» **TASK TO COMPLETE**
Wherever a line of the records contains "ProjectLink", copy that line.

» **DATA SUPPLIED**
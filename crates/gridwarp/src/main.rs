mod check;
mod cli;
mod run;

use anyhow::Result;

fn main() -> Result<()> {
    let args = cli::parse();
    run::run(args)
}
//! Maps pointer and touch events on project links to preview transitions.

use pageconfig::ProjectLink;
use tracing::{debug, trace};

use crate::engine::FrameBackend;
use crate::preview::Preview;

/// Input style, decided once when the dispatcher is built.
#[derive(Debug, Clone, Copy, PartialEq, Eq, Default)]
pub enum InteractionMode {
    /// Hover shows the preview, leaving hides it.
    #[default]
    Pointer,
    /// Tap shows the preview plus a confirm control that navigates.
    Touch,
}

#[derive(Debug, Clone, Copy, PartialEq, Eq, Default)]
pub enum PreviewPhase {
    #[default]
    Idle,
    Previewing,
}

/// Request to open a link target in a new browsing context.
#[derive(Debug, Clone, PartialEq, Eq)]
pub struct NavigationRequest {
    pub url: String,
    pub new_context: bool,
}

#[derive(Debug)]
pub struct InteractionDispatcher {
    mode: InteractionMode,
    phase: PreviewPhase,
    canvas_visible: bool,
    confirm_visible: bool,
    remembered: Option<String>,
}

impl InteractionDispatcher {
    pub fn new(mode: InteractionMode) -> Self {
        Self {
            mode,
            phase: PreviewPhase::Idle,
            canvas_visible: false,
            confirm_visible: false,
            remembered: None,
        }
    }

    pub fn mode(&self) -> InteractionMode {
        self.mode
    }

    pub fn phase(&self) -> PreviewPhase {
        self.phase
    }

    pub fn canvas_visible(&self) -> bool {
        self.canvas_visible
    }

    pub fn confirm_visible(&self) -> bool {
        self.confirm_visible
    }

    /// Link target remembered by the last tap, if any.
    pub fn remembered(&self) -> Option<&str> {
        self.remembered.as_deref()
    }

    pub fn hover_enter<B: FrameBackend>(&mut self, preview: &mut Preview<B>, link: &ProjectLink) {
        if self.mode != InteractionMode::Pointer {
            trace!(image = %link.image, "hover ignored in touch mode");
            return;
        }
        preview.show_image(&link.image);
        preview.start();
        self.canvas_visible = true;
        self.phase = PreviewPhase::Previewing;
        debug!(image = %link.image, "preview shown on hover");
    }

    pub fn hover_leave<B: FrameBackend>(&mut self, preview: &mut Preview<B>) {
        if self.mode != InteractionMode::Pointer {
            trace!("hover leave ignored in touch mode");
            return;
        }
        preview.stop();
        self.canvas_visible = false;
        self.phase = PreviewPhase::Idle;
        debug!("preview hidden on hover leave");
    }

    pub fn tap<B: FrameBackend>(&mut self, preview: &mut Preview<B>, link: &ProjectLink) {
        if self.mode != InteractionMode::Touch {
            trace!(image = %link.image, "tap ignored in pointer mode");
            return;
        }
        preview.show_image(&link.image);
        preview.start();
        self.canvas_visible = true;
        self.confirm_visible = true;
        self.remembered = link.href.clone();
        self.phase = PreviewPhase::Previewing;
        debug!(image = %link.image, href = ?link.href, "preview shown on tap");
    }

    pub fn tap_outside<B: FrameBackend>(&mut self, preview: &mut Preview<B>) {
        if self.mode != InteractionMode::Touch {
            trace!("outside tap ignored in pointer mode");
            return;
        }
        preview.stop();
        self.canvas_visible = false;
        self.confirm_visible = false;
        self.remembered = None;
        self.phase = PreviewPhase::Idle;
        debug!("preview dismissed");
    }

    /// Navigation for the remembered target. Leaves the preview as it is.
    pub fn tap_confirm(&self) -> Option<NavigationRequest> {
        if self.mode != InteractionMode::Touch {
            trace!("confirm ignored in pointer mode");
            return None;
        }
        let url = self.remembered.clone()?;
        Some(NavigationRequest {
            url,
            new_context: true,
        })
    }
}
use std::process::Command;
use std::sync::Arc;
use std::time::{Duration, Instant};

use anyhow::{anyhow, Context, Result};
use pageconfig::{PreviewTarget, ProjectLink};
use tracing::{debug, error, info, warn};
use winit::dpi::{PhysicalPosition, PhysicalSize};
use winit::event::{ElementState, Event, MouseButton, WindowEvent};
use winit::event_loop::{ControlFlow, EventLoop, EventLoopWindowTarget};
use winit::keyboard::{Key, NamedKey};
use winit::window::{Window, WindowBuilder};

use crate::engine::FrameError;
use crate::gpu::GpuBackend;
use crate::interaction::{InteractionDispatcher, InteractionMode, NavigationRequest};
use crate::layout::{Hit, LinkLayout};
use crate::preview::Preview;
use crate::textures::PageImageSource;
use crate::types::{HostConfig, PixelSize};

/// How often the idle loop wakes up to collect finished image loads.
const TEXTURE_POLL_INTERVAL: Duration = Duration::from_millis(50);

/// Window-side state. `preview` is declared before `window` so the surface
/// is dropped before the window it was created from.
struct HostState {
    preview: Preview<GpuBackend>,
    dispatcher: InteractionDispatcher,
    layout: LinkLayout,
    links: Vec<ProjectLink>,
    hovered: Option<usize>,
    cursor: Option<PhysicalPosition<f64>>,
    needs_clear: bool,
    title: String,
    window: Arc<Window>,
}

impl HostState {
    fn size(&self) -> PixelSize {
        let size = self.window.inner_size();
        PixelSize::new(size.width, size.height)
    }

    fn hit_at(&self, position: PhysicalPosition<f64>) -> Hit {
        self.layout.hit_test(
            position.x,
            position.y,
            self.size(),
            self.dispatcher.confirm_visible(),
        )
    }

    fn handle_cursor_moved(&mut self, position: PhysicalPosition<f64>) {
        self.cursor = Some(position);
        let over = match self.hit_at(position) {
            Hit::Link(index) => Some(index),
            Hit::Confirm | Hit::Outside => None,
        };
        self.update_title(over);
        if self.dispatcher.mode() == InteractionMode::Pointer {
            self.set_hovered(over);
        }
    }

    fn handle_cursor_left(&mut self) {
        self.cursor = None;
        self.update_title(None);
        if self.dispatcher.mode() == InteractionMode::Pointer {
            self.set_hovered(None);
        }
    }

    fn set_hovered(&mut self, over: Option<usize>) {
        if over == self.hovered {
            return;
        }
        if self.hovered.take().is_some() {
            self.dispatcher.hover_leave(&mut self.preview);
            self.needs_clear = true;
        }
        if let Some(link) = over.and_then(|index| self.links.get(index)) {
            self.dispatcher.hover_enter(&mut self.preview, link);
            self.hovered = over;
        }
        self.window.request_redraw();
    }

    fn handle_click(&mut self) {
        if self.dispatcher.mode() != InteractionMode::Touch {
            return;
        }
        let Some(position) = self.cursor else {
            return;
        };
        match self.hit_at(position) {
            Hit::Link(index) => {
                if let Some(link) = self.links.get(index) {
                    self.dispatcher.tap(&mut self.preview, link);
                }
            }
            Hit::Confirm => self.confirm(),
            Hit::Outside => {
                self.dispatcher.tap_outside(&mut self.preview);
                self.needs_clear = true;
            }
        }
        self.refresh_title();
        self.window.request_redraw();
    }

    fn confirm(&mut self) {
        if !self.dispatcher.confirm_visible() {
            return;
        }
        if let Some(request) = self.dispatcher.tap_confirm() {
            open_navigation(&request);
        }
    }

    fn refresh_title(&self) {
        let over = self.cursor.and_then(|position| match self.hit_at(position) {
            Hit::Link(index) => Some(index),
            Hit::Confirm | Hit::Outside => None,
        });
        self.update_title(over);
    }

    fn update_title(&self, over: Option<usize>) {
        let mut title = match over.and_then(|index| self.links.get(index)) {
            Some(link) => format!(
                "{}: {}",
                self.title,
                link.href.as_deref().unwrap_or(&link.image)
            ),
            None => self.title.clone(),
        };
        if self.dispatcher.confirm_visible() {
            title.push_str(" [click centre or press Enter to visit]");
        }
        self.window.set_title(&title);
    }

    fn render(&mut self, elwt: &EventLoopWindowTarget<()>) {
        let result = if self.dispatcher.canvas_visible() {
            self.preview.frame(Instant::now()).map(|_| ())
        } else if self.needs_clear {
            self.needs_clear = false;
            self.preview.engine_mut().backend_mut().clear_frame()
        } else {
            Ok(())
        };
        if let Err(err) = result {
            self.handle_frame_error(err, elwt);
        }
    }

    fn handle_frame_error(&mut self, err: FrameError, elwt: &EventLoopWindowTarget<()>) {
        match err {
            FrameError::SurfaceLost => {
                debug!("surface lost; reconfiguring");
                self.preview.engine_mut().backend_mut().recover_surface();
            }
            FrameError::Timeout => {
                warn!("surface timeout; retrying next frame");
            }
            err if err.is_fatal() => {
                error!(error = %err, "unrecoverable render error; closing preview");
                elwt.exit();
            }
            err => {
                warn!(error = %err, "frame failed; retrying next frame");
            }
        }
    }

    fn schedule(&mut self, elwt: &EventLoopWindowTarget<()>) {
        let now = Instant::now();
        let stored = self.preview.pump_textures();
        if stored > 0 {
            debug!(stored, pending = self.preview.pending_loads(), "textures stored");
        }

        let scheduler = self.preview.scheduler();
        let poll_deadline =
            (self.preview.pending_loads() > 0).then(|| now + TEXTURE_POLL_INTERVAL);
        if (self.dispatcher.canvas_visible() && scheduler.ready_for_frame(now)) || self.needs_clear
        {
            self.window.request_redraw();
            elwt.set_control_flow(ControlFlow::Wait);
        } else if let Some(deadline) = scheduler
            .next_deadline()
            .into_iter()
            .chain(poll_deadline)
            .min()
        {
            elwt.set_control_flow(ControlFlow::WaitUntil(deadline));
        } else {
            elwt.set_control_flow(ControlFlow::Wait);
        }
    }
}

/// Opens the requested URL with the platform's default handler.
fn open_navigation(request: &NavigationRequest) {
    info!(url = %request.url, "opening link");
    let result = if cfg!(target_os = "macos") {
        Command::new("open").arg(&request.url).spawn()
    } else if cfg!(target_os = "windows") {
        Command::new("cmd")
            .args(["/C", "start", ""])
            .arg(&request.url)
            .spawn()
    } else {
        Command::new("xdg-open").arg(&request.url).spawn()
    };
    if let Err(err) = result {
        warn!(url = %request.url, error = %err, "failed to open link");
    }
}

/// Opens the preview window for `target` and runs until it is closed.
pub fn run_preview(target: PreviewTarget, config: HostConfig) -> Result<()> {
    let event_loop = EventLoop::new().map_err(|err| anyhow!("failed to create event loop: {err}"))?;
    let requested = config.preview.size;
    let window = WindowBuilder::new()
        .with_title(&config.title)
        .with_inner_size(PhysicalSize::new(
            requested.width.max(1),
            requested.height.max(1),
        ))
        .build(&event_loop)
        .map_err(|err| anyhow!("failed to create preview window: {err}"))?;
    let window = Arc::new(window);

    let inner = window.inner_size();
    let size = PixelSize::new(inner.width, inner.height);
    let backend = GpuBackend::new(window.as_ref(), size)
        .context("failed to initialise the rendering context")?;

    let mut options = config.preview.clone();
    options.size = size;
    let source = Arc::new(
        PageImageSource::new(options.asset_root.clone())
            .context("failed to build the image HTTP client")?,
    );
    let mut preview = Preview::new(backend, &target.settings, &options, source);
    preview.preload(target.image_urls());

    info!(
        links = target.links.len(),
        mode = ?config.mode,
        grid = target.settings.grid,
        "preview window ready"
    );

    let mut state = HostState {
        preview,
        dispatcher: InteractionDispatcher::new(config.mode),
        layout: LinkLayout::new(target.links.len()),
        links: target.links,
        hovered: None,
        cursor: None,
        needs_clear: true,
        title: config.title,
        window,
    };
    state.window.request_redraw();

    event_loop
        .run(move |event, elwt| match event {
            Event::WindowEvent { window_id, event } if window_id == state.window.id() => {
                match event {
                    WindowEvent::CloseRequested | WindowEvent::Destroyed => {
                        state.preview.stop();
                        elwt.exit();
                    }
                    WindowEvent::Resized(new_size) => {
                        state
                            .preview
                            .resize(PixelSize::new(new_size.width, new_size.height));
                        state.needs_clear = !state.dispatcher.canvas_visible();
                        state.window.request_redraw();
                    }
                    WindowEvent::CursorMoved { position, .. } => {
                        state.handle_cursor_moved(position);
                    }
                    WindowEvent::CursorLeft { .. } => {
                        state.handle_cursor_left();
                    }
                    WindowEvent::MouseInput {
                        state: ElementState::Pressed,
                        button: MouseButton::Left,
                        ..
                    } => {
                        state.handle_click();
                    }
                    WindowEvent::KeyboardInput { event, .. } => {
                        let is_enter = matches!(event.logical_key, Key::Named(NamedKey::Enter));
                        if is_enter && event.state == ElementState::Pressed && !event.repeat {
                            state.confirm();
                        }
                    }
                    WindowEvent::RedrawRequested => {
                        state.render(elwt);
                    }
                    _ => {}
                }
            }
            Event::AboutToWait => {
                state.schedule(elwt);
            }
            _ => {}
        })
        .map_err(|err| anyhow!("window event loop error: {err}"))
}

...

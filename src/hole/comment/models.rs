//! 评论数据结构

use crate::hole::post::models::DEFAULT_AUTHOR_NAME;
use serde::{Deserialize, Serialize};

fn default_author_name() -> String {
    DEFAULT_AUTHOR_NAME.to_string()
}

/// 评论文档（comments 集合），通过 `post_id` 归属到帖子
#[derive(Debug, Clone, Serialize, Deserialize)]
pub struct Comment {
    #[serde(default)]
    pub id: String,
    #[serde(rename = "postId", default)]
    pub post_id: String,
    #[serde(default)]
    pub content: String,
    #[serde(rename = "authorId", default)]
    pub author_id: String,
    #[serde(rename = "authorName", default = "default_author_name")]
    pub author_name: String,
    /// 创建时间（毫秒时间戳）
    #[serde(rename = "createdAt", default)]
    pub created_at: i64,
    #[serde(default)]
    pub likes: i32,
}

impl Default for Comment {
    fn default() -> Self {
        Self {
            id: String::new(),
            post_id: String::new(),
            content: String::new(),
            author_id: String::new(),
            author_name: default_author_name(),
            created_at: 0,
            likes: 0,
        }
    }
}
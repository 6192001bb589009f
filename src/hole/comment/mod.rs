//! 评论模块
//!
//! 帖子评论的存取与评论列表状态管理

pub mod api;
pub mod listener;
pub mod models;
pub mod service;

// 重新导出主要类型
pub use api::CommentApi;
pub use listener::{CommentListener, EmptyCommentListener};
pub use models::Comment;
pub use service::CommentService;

» **ANSWER SPACE**
use pageconfig::ProjectLink;
    pub fn hover_enter<B: FrameBackend>(&mut self, preview: &mut Preview<B>, link: &ProjectLink) {
    pub fn tap<B: FrameBackend>(&mut self, preview: &mut Preview<B>, link: &ProjectLink) {
use pageconfig::{PreviewTarget, ProjectLink};
    links: Vec<ProjectLink>,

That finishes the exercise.